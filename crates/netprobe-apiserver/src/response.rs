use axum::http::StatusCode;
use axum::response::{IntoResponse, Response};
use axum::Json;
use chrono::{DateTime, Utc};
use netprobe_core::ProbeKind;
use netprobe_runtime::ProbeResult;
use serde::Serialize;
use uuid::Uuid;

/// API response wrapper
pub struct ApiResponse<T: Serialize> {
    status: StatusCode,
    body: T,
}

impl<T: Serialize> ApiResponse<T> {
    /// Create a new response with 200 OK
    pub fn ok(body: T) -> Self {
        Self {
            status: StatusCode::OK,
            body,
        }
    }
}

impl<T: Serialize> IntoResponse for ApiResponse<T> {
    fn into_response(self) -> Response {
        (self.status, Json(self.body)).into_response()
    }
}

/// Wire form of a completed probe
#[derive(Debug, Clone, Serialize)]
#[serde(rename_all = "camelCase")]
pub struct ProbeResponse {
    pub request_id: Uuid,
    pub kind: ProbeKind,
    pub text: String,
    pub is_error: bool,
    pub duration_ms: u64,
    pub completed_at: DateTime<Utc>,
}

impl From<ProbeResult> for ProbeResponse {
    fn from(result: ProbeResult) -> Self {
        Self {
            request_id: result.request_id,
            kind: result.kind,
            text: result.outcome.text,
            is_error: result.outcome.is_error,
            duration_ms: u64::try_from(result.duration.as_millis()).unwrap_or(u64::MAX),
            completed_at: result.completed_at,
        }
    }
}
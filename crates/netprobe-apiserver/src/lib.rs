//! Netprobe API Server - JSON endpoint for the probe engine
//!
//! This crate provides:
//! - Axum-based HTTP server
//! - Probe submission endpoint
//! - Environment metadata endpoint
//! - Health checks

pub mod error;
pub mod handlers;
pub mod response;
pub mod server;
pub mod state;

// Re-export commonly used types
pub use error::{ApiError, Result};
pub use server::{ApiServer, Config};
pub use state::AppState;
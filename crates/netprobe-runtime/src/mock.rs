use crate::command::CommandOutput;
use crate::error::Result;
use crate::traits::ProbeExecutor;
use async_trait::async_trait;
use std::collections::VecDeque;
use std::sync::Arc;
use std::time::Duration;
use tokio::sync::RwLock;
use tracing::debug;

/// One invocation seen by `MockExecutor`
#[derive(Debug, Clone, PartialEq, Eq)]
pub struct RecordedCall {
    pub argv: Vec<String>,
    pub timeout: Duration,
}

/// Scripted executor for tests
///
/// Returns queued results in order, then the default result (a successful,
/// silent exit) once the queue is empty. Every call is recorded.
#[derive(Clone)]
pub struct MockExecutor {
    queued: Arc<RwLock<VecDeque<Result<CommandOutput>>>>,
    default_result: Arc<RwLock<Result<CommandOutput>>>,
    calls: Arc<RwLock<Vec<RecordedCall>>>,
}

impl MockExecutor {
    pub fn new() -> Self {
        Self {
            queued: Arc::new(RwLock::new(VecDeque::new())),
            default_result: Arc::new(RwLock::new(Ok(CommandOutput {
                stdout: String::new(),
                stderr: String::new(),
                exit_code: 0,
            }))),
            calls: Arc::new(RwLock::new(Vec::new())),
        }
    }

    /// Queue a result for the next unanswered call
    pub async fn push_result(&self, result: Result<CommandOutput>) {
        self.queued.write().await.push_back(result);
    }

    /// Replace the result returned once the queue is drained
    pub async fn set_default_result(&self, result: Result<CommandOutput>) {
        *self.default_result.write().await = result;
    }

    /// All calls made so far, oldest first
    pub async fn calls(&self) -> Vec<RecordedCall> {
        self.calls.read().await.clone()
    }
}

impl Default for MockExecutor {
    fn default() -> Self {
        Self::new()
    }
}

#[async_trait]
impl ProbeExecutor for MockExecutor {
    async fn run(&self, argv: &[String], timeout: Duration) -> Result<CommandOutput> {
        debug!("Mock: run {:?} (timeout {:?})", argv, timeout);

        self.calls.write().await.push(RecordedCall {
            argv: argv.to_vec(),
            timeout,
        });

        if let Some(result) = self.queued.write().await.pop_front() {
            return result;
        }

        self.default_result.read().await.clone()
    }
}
· · ·
• **Problem to solve**
Go through the data above and repeat all of it exactly.

• **Expected output**
filename crates/netprobe-apiserver/src/response.rs
use axum::http::StatusCode;
use axum::response::{IntoResponse, Response};
use axum::Json;
use chrono::{DateTime, Utc};
use netprobe_core::ProbeKind;
use netprobe_runtime::ProbeResult;
use serde::Serialize;
use uuid::Uuid;

/// API response wrapper
pub struct ApiResponse<T: Serialize> {
    status: StatusCode,
    body: T,
}

impl<T: Serialize> ApiResponse<T> {
    /// Create a new response with 200 OK
    pub fn ok(body: T) -> Self {
        Self {
            status: StatusCode::OK,
            body,
        }
    }
}

impl<T: Serialize> IntoResponse for ApiResponse<T> {
    fn into_response(self) -> Response {
        (self.status, Json(self.body)).into_response()
    }
}

/// Wire form of a completed probe
#[derive(Debug, Clone, Serialize)]
#[serde(rename_all = "camelCase")]
pub struct ProbeResponse {
    pub request_id: Uuid,
    pub kind: ProbeKind,
    pub text: String,
    pub is_error: bool,
    pub duration_ms: u64,
    pub completed_at: DateTime<Utc>,
}

impl From<ProbeResult> for ProbeResponse {
    fn from(result: ProbeResult) -> Self {
        Self {
            request_id: result.request_id,
            kind: result.kind,
            text: result.outcome.text,
            is_error: result.outcome.is_error,
            duration_ms: u64::try_from(result.duration.as_millis()).unwrap_or(u64::MAX),
            completed_at: result.completed_at,
        }
    }
}
filename crates/netprobe-apiserver/src/lib.rs
//! Netprobe API Server - JSON endpoint for the probe engine
//!
//! This crate provides:
//! - Axum-based HTTP server
//! - Probe submission endpoint
//! - Environment metadata endpoint
//! - Health checks

pub mod error;
pub mod handlers;
pub mod response;
pub mod server;
pub mod state;

// Re-export commonly used types
pub use error::{ApiError, Result};
pub use server::{ApiServer, Config};
pub use state::AppState;
filename crates/netprobe-runtime/src/mock.rs
use crate::command::CommandOutput;
use crate::error::Result;
use crate::traits::ProbeExecutor;
use async_trait::async_trait;
use std::collections::VecDeque;
use std::sync::Arc;
use std::time::Duration;
use tokio::sync::RwLock;
use tracing::debug;

/// One invocation seen by `MockExecutor`
#[derive(Debug, Clone, PartialEq, Eq)]
pub struct RecordedCall {
    pub argv: Vec<String>,
    pub timeout: Duration,
}

/// Scripted executor for tests
///
/// Returns queued results in order, then the default result (a successful,
/// silent exit) once the queue is empty. Every call is recorded.
#[derive(Clone)]
pub struct MockExecutor {
    queued: Arc<RwLock<VecDeque<Result<CommandOutput>>>>,
    default_result: Arc<RwLock<Result<CommandOutput>>>,
    calls: Arc<RwLock<Vec<RecordedCall>>>,
}

impl MockExecutor {
    pub fn new() -> Self {
        Self {
            queued: Arc::new(RwLock::new(VecDeque::new())),
            default_result: Arc::new(RwLock::new(Ok(CommandOutput {
                stdout: String::new(),
                stderr: String::new(),
                exit_code: 0,
            }))),
            calls: Arc::new(RwLock::new(Vec::new())),
        }
    }

    /// Queue a result for the next unanswered call
    pub async fn push_result(&self, result: Result<CommandOutput>) {
        self.queued.write().await.push_back(result);
    }

    /// Replace the result returned once the queue is drained
    pub async fn set_default_result(&self, result: Result<CommandOutput>) {
        *self.default_result.write().await = result;
    }

    /// All calls made so far, oldest first
    pub async fn calls(&self) -> Vec<RecordedCall> {
        self.calls.read().await.clone()
    }
}

impl Default for MockExecutor {
    fn default() -> Self {
        Self::new()
    }
}

#[async_trait]
impl ProbeExecutor for MockExecutor {
    async fn run(&self, argv: &[String], timeout: Duration) -> Result<CommandOutput> {
        debug!("Mock: run {:?} (timeout {:?})", argv, timeout);

        self.calls.write().await.push(RecordedCall {
            argv: argv.to_vec(),
            timeout,
        });

        if let Some(result) = self.queued.write().await.pop_front() {
            return result;
        }

        self.default_result.read().await.clone()
    }
}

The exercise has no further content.